Optional headers for authenticating with your LLM.
"headers": {
  "Authorization": "Bearer your-api-key"
}
This field is optional, depending on your LLM model.

7. extra_body

Add parameters to customize the LLM request. You can pass any parameters that your LLM provider supports:
"extra_body": {
  "temperature": 0.5,
  "top_p": 0.9,
  "frequency_penalty": 0.5
}
This field is optional.

8. default_query

Add default query parameters that get appended to the base URL when making requests to the /chat/completions endpoint.
"default_query": {
  "api-version": "2024-02-15-preview"
}
This field is optional.
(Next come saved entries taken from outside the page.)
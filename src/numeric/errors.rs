// ============================================================================
// Numeric Errors
// Error types for decimal arithmetic operations
// ============================================================================

use std::fmt;

/// Errors that can occur during decimal arithmetic operations.
#[derive(Debug, Clone, Copy, PartialEq, Eq, Hash)]
pub enum NumericError {
    /// Result exceeded the largest representable decimal
    Overflow,
    /// Result below the smallest representable decimal
    Underflow,
    /// Attempted division by zero
    DivisionByZero,
    /// Rounding to the configured precision was not possible
    PrecisionLoss,
    /// Input string or value is invalid
    InvalidInput,
    /// The process-wide precision was already installed
    AlreadyConfigured,
}

impl fmt::Display for NumericError {
    fn fmt(&self, f: &mut fmt::Formatter<'_>) -> fmt::Result {
        match self {
            NumericError::Overflow => {
                write!(f, "arithmetic overflow: result exceeded maximum value")
            },
            NumericError::Underflow => {
                write!(f, "arithmetic underflow: result below minimum value")
            },
            NumericError::DivisionByZero => write!(f, "division by zero"),
            NumericError::PrecisionLoss => write!(
                f,
                "precision loss: value could not be rounded to the configured precision"
            ),
            NumericError::InvalidInput => write!(f, "invalid input: could not parse value"),
            NumericError::AlreadyConfigured => {
                write!(f, "decimal precision has already been configured")
            },
        }
    }
}

impl std::error::Error for NumericError {}

/// Result type alias for numeric operations
pub type NumericResult<T> = Result<T, NumericError>;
Useful for LLM providers that require query parameters for authentication or versioning.

Example Configuration

{
  "persona_name": "Storyteller",
  "system_prompt": "You are a storyteller who entertains people of all ages.",
  "pipeline_mode": "full",
  "default_replica_id": "rf4e9d9790f0",
  "layers": {
    "llm": {
      "model": "gpt-4o",
      "base_url": "https://your-azure-openai.openai.azure.com/openai/deployments/gpt-4o",
      "api_key": "your-api-key",
      "speculative_inference": true,
      "default_query": {
        "api-version": "2024-02-15-preview"
      }
    }
  }
}
Refer to the Create Persona API for a full list of supported fields.

Perception

When using the raven-1 perception model with a custom LLM, your LLM will receive system messages containing visual context extracted from the user’s video input.
{
    "role": "system",
    "content": "<user_appearance>...</user_appearance> <user_emotions>...</user_emotions> <user_screenshare>...</user_screenshare>"
}

Disabled Perception model

If you disable the perception model, your LLM will not receive any special messages.